While the source material is strong, the adaptation is mediocre. Hungarian Gabor Csupo isn’t much of a director, having spent the bulk of his career producing “Rugrats” cartoons. Here, he seems content to pass the time with liberal use of bland music and montage sequences. The film’s writers didn’t bother to adapt the story such that it felt like an actual movie s opposed to a half-heartedly filmed novel. Heck, they didn’t even make allowances for the 30 year gap between book and film. So despite taking place in the present day, there are numerous moments that seem more at home in the ’70s.
The acting is a bit of a mixed bag, which makes it great when judged on the curve of kids/family movies. Robert “T-1000” Patrick pretty much re-does his distant, emotionally abusive dad performance from Walk the Line. Zooey Deschanel is adequate as the “hot teacher,” a role that could’ve gone horribly awry in lesser hands. I really like Zathura‘s Josh Hutcherson in the lead role. He always seems like a real kid, he’s got a bit of a rough edge to him, and he doesn’t give off any of that “creepy kid actor” vibe that I get from Dakota Fanning types. I’m less enthused with AnnaSophia Robb (Because of Winn-Dixie, Charlie and the Chocolate Factory), and not just because of her silly name. Her performance is a bit like, well, imagine a tiny Brittany Murphy playing the Katherine Hepburn role in Bringing up Baby. You get twice the crazy and half the charm. Plus, she doesn’t seem particularly well cast here. She is far too pretty and polished to play the par of an outsider. In kidland, looks tend to over-come psychoses.

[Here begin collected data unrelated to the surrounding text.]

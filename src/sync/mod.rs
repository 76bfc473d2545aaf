// src/sync/mod.rs

//! On-demand synchronization against the external organization pages.

mod reconcile;
mod roster;

pub use reconcile::{apply_changes, reconcile};
pub use roster::OrgRosterSync;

Overall, it is far from a bad film. There are a lot of good things going on thematically, they re just presented awkwardly. It’s best to go into the movie thinking along the lines of A Separate Peace, or Anne of Green Gables, or Little Women and not of The Hobbit or that Potter fellow.
The DVD extras are fairly boring. We get a Music Video by the film’s star AnnaSophia Robb, which I guess means that she is a singer/actress.
Or maybe actress/singer.
There is a bland 6-minute featurette about the film’s digital effects.
There is a 15-minute featurette featuring the actors, the book’s author and some random teachers talking about the themes of the book. It’s about as exciting as unbuttered toast.
We got some standard trailers and the Disney Fastplay feature.
The bulk of the special features lie in the audio tracks. We get English, French and Spanish, as well as two commentary tracks. The first commentary is by director Csupo, writer Jeff Stockwell, and Produce Hal Lieberman. It’s not very interesting, unless you like hearing people with funny accents.
The second commentary track is the far more interesting of the two. It is by the two child stars and Kiwi producer Laura Levine. Hutcherson and Robb seem to be a bit smarter than their adult counterparts, and Levine is there to both babysit and drop Xena references. (Bridge to Terabithia was filmed in New Zealand.)
The only other thing worth noting is that the both audio commentaries are subtitled in English French and Spanish. You get 9 subtitle options!
12 if you count the fastplay subtitles.